Referencing a study published in December 2009 in the “American Journal of Public Health,” Benjamin said, “Poverty and dropout rates are at least as important a health problem as smoking is in the United States. On average, poverty shows the greatest impact on health. Smoking is second followed by being a high school dropout.”

The second step to overcoming health disparities, she said, is just as challenging … and that is prevention. “Prevention is the foundation of our nation’s public health system, and prevention is the foundation of my work.”

In January, Benjamin released her first paper outlining the Surgeon General’s vision for a healthy and fit America. “There is perhaps no more serious challenge to the nation’s health and well being than those posed by obesity and overweight,” she stated. “Since 1980, obesity rates have doubled in adults and tripled in children.”

Benjamin said the healthcare audience was well aware of the often-cited statistics that show more than two-thirds of adults and one-third of children are overweight or obese. “We see the sober impact of these numbers in the high rates of chronic disease.”

She added that both her approach and that of First Lady Michelle Obama in her Let’s Move campaign take a comprehensive approach engaging families, communities and the public and private sector.

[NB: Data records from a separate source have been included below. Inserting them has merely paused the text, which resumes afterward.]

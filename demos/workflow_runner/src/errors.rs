// workflow_runner/src/errors.rs

use stepwise::StepError;
use thiserror::Error;

#[derive(Debug, Error)]
pub enum AppError {
  #[error("Configuration Error: {0}")]
  Config(String),

  #[error("Could not read workflow file '{path}': {source}")]
  WorkflowFile {
    path: String,
    #[source]
    source: std::io::Error,
  },

  #[error("Workflow file is not valid JSON: {0}")]
  Json(#[from] serde_json::Error),

  #[error("Could not serialize step records: {0}")]
  Output(#[source] serde_json::Error),

  #[error("Workflow Error: {source}")]
  Workflow {
    #[from] // Allows conversion from stepwise::StepError
    source: StepError,
  },

  #[error("Run finished with {0} failed step(s).")]
  FailedSteps(usize),
}

/// Errors raised by the demo's command handler operations.
#[derive(Debug, Error)]
pub enum CommandError {
  #[error("Invalid delay duration '{duration}': {reason}")]
  InvalidDuration { duration: String, reason: String },
}

// Define a Result type alias for the application
pub type Result<T, E = AppError> = std::result::Result<T, E>;
// 🧍 Member Rows - members, their goals and workout sessions

use chrono::NaiveDate;
use rusqlite::{params, Connection, OptionalExtension, Row};
use serde::{Deserialize, Serialize};

#[derive(Debug, Clone, PartialEq, Serialize, Deserialize)]
pub struct Member {
    pub member_id: i64,
    pub name: String,
    pub email: Option<String>,
    pub phone: Option<String>,
    pub birth_date: Option<NaiveDate>,
    pub join_date: NaiveDate,
    pub membership_type: String,
    pub membership_expiry: Option<NaiveDate>,
    /// "Active" or "Inactive"
    pub status: String,
}

impl Member {
    pub const COLUMNS: &'static str = "member_id, name, email, phone, birth_date, join_date, \
                                       membership_type, membership_expiry, status";

    pub fn is_active(&self) -> bool {
        self.status == "Active"
    }

    pub fn insert(&self, conn: &Connection) -> rusqlite::Result<i64> {
        conn.execute(
            "INSERT INTO member (
                name, email, phone, birth_date, join_date,
                membership_type, membership_expiry, status
            ) VALUES (?1, ?2, ?3, ?4, ?5, ?6, ?7, ?8)",
            params![
                self.name,
                self.email,
                self.phone,
                self.birth_date,
                self.join_date,
                self.membership_type,
                self.membership_expiry,
                self.status,
            ],
        )?;
        Ok(conn.last_insert_rowid())
    }

    /// Columns in [`Member::COLUMNS`] order
    pub fn from_row(row: &Row) -> rusqlite::Result<Self> {
        Ok(Member {
            member_id: row.get(0)?,
            name: row.get(1)?,
            email: row.get(2)?,
            phone: row.get(3)?,
            birth_date: row.get(4)?,
            join_date: row.get(5)?,
            membership_type: row.get(6)?,
            membership_expiry: row.get(7)?,
            status: row.get(8)?,
        })
    }

    pub fn find(conn: &Connection, member_id: i64) -> rusqlite::Result<Option<Self>> {
        conn.query_row(
            &format!("SELECT {} FROM member WHERE member_id = ?1", Self::COLUMNS),
            [member_id],
            Self::from_row,
        )
        .optional()
    }
}

#[derive(Debug, Clone, PartialEq, Serialize, Deserialize)]
pub struct MemberGoal {
    pub goal_id: i64,
    pub member_id: i64,
    /// "Weight Loss", "Muscle Gain", "Endurance", ...
    pub goal_type: String,
    pub target_date: Option<NaiveDate>,
    pub initial_value: Option<i64>,
    pub target_value: Option<i64>,
}

impl MemberGoal {
    pub fn insert(&self, conn: &Connection) -> rusqlite::Result<i64> {
        conn.execute(
            "INSERT INTO member_goal (
                member_id, goal_type, target_date, initial_value, target_value
            ) VALUES (?1, ?2, ?3, ?4, ?5)",
            params![
                self.member_id,
                self.goal_type,
                self.target_date,
                self.initial_value,
                self.target_value,
            ],
        )?;
        Ok(conn.last_insert_rowid())
    }
}

/// A visit to the gym floor. Times are kept as "HH:MM" text.
#[derive(Debug, Clone, PartialEq, Serialize, Deserialize)]
pub struct WorkoutSession {
    pub session_id: i64,
    pub member_id: Option<i64>,
    pub session_date: NaiveDate,
    pub start_time: String,
    pub end_time: String,
    pub notes: Option<String>,
}

impl WorkoutSession {
    pub fn insert(&self, conn: &Connection) -> rusqlite::Result<i64> {
        conn.execute(
            "INSERT INTO workout_session (
                member_id, session_date, start_time, end_time, notes
            ) VALUES (?1, ?2, ?3, ?4, ?5)",
            params![
                self.member_id,
                self.session_date,
                self.start_time,
                self.end_time,
                self.notes,
            ],
        )?;
        Ok(conn.last_insert_rowid())
    }
}

/// Parse the hour out of an "HH:MM" or "HH:MM:SS" string
pub fn hour_of(time: &str) -> Option<u32> {
    let hour: u32 = time.split(':').next()?.trim().parse().ok()?;
    (hour < 24).then_some(hour)
}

Recognizing that past interventions have not had a sustainable impact, she said, “My vision for a healthy and fit nation is an attempt to change that national conversation from a negative one about being obese and illness to a positive conversation about being healthy and being fit.” She continued, “We really need to stop bombarding Americans about what they can’t have … what they can’t do, and begin to talk about what they can do to be healthy.”

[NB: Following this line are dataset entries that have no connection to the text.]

// 🤖 Chat Rows - chatbot sessions and their message log

use crate::error::AppResult;
use chrono::{DateTime, Utc};
use rusqlite::{params, Connection, OptionalExtension, Row};
use serde::{Deserialize, Serialize};

#[derive(Debug, Clone, Copy, PartialEq, Eq, Serialize, Deserialize)]
#[serde(rename_all = "lowercase")]
pub enum MessageType {
    User,
    Bot,
}

impl MessageType {
    pub fn as_str(&self) -> &'static str {
        match self {
            MessageType::User => "user",
            MessageType::Bot => "bot",
        }
    }
}

// ============================================================================
// SESSION
// ============================================================================

#[derive(Debug, Clone, PartialEq, Serialize, Deserialize)]
pub struct ChatSession {
    pub session_id: i64,
    pub user_id: Option<String>,
    pub session_start: DateTime<Utc>,
    pub last_activity: DateTime<Utc>,
    pub is_active: bool,
}

impl ChatSession {
    const COLUMNS: &'static str = "session_id, user_id, session_start, last_activity, is_active";

    fn from_row(row: &Row) -> rusqlite::Result<Self> {
        Ok(ChatSession {
            session_id: row.get(0)?,
            user_id: row.get(1)?,
            session_start: row.get(2)?,
            last_activity: row.get(3)?,
            is_active: row.get(4)?,
        })
    }

    pub fn find(conn: &Connection, session_id: i64) -> AppResult<Option<ChatSession>> {
        let session = conn
            .query_row(
                &format!(
                    "SELECT {} FROM chat_session WHERE session_id = ?1",
                    Self::COLUMNS
                ),
                [session_id],
                Self::from_row,
            )
            .optional()?;
        Ok(session)
    }

    /// Resolve the session for a conversation turn.
    ///
    /// An explicit `session_id` wins when it exists. Otherwise the newest
    /// active session of `user_id` is reused, and a new one is opened if
    /// there is none. The returned session has `last_activity = now`.
    pub fn get_or_create(
        conn: &Connection,
        session_id: Option<i64>,
        user_id: Option<&str>,
        now: DateTime<Utc>,
    ) -> AppResult<ChatSession> {
        let existing = match session_id {
            Some(id) => Self::find(conn, id)?,
            None => None,
        };

        let existing = match (existing, user_id) {
            (Some(session), _) => Some(session),
            (None, Some(user)) => conn
                .query_row(
                    &format!(
                        "SELECT {} FROM chat_session
                         WHERE user_id = ?1 AND is_active = 1
                         ORDER BY last_activity DESC, session_id DESC
                         LIMIT 1",
                        Self::COLUMNS
                    ),
                    [user],
                    Self::from_row,
                )
                .optional()?,
            (None, None) => None,
        };

        match existing {
            Some(mut session) => {
                conn.execute(
                    "UPDATE chat_session SET last_activity = ?1 WHERE session_id = ?2",
                    params![now, session.session_id],
                )?;
                session.last_activity = now;
                Ok(session)
            }
            None => {
                conn.execute(
                    "INSERT INTO chat_session (user_id, session_start, last_activity, is_active)
                     VALUES (?1, ?2, ?2, 1)",
                    params![user_id, now],
                )?;
                tracing::debug!(user_id = ?user_id, "opened chat session");

                Ok(ChatSession {
                    session_id: conn.last_insert_rowid(),
                    user_id: user_id.map(str::to_string),
                    session_start: now,
                    last_activity: now,
                    is_active: true,
                })
            }
        }
    }
}

// ============================================================================
// MESSAGES
// ============================================================================

#[derive(Debug, Clone, PartialEq, Serialize, Deserialize)]
pub struct ChatMessage {
    pub message_id: i64,
    pub session_id: i64,
    pub message_type: String,
    pub content: String,
    pub timestamp: DateTime<Utc>,
    /// Data the bot answered from, as stored JSON
    pub context_data: Option<serde_json::Value>,
}

impl ChatMessage {
    const COLUMNS: &'static str =
        "message_id, session_id, message_type, content, timestamp, context_data";

    fn from_row(row: &Row) -> rusqlite::Result<Self> {
        let context_json: Option<String> = row.get(5)?;
        let context_data = context_json
            .map(|raw| {
                serde_json::from_str(&raw).map_err(|e| {
                    rusqlite::Error::FromSqlConversionFailure(
                        5,
                        rusqlite::types::Type::Text,
                        Box::new(e),
                    )
                })
            })
            .transpose()?;

        Ok(ChatMessage {
            message_id: row.get(0)?,
            session_id: row.get(1)?,
            message_type: row.get(2)?,
            content: row.get(3)?,
            timestamp: row.get(4)?,
            context_data,
        })
    }

    pub fn save(
        conn: &Connection,
        session_id: i64,
        message_type: MessageType,
        content: &str,
        context_data: Option<&serde_json::Value>,
        now: DateTime<Utc>,
    ) -> AppResult<ChatMessage> {
        let context_json = context_data.map(serde_json::to_string).transpose()?;

        conn.execute(
            "INSERT INTO chat_message (session_id, message_type, content, timestamp, context_data)
             VALUES (?1, ?2, ?3, ?4, ?5)",
            params![
                session_id,
                message_type.as_str(),
                content,
                now,
                context_json
            ],
        )?;

        Ok(ChatMessage {
            message_id: conn.last_insert_rowid(),
            session_id,
            message_type: message_type.as_str().to_string(),
            content: content.to_string(),
            timestamp: now,
            context_data: context_data.cloned(),
        })
    }

    /// Whole conversation, oldest first
    pub fn history(conn: &Connection, session_id: i64) -> AppResult<Vec<ChatMessage>> {
        let mut stmt = conn.prepare(&format!(
            "SELECT {} FROM chat_message WHERE session_id = ?1 ORDER BY message_id ASC",
            Self::COLUMNS
        ))?;

        let messages = stmt
            .query_map([session_id], Self::from_row)?
            .collect::<Result<Vec<_>, _>>()?;

        Ok(messages)
    }

    /// The last `limit` messages of a conversation, oldest first
    pub fn recent(conn: &Connection, session_id: i64, limit: usize) -> AppResult<Vec<ChatMessage>> {
        let mut stmt = conn.prepare(&format!(
            "SELECT {} FROM chat_message WHERE session_id = ?1 ORDER BY message_id DESC LIMIT ?2",
            Self::COLUMNS
        ))?;

        let mut messages = stmt
            .query_map(params![session_id, limit as i64], Self::from_row)?
            .collect::<Result<Vec<_>, _>>()?;
        messages.reverse();

        Ok(messages)
    }
}

#[cfg(test)]
mod tests {
    use super::*;
    use chrono::TimeZone;

    fn setup() -> Connection {
        let conn = Connection::open_in_memory().unwrap();
        crate::db::setup_database(&conn).unwrap();
        conn
    }

    fn at(minute: u32) -> DateTime<Utc> {
        Utc.with_ymd_and_hms(2025, 3, 15, 10, minute, 0).unwrap()
    }

    #[test]
    fn test_get_or_create_reuses_user_session() {
        let conn = setup();

        let first = ChatSession::get_or_create(&conn, None, Some("admin"), at(0)).unwrap();
        let second = ChatSession::get_or_create(&conn, None, Some("admin"), at(5)).unwrap();
        let other = ChatSession::get_or_create(&conn, None, Some("staff"), at(6)).unwrap();

        assert_eq!(first.session_id, second.session_id);
        assert_eq!(second.last_activity, at(5));
        assert_ne!(first.session_id, other.session_id);
    }

    #[test]
    fn test_explicit_session_id_wins() {
        let conn = setup();

        let first = ChatSession::get_or_create(&conn, None, Some("admin"), at(0)).unwrap();
        let anon = ChatSession::get_or_create(&conn, None, None, at(1)).unwrap();
        assert_ne!(first.session_id, anon.session_id);

        let resumed =
            ChatSession::get_or_create(&conn, Some(anon.session_id), Some("admin"), at(2)).unwrap();
        assert_eq!(resumed.session_id, anon.session_id);
    }

    #[test]
    fn test_unknown_session_id_opens_new_session() {
        let conn = setup();
        let session = ChatSession::get_or_create(&conn, Some(999), None, at(0)).unwrap();
        assert_ne!(session.session_id, 999);
        assert!(ChatSession::find(&conn, session.session_id).unwrap().is_some());
    }

    #[test]
    fn test_recent_returns_last_messages_in_order() {
        let conn = setup();
        let session = ChatSession::get_or_create(&conn, None, Some("admin"), at(0)).unwrap();

        for i in 0..5 {
            ChatMessage::save(
                &conn,
                session.session_id,
                if i % 2 == 0 { MessageType::User } else { MessageType::Bot },
                &format!("message {}", i),
                None,
                at(i),
            )
            .unwrap();
        }

        let recent = ChatMessage::recent(&conn, session.session_id, 3).unwrap();
        let contents: Vec<_> = recent.iter().map(|m| m.content.as_str()).collect();
        assert_eq!(contents, vec!["message 2", "message 3", "message 4"]);

        let history = ChatMessage::history(&conn, session.session_id).unwrap();
        assert_eq!(history.len(), 5);
        assert_eq!(history[0].content, "message 0");
    }

    #[test]
    fn test_context_data_round_trip() {
        let conn = setup();
        let session = ChatSession::get_or_create(&conn, None, None, at(0)).unwrap();
        let context = serde_json::json!({"intent": "finance_info", "total_revenue": 1210.0});

        ChatMessage::save(
            &conn,
            session.session_id,
            MessageType::Bot,
            "Revenue is up",
            Some(&context),
            at(1),
        )
        .unwrap();

        let history = ChatMessage::history(&conn, session.session_id).unwrap();
        assert_eq!(history[0].context_data.as_ref(), Some(&context));
        assert_eq!(history[0].message_type, "bot");
    }
}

To achieve this, Benjamin pointed out, people need to live and work in supportive environments. She said there is a growing national consensus for the need to create an environment where the healthy choices are the easy and affordable choices. She pointed to Nashville as a community where this is beginning to take root.

“A few months ago I asked healthcare organizations around the country to join me in something called the “Exercise is Medicine” initiative, and hopefully you will join that, as well,” she challenged the audience. “I believe exercise is the new medicine,” she continued, stressing the program brings activity to the forefront of disease and treatment by making exercise a part of every patient’s interaction with their health provider. Continuing the positive message, she said ‘exercise’ should be engaging in enjoyable activities … dance, jump rope, run and play. “We should remember that individuals are more likely to change their behavior if they have a meaningful reward.”

Rather than focusing strictly on a weight or dress size, Benjamin said it’s important to meet people of all sizes where they are and set smaller, attainable goals. She continued, “Reward has to be something that each person can feel … that they can enjoy … that they can celebrate. The real reward is personal health that allows people to embrace each day and live their lives to the fullest without disease, without disability and without loss of productivity.”

In addition to the obesity epidemic, Benjamin also touched on other priorities for the country including increasing breastfeeding, working to lower smoking and tobacco usage rates, addressing mental health and substance abuse issues and continuing work to battle HIV/AIDS. She also said violence … particularly bullying … has become a public health problem.

Finally, as America’s doctor, she had a prescription for the students and faculty in attendance … remember to take care of themselves. Using the analogy of a flight attendant’s safety lecture, she called on providers to “put your own face mask on before attempting to help others.” She counseled students to find time to enjoy life and keep friendships close. “You’re not any good to anybody if you’re grouchy, tired, exhausted or have a heart attack.”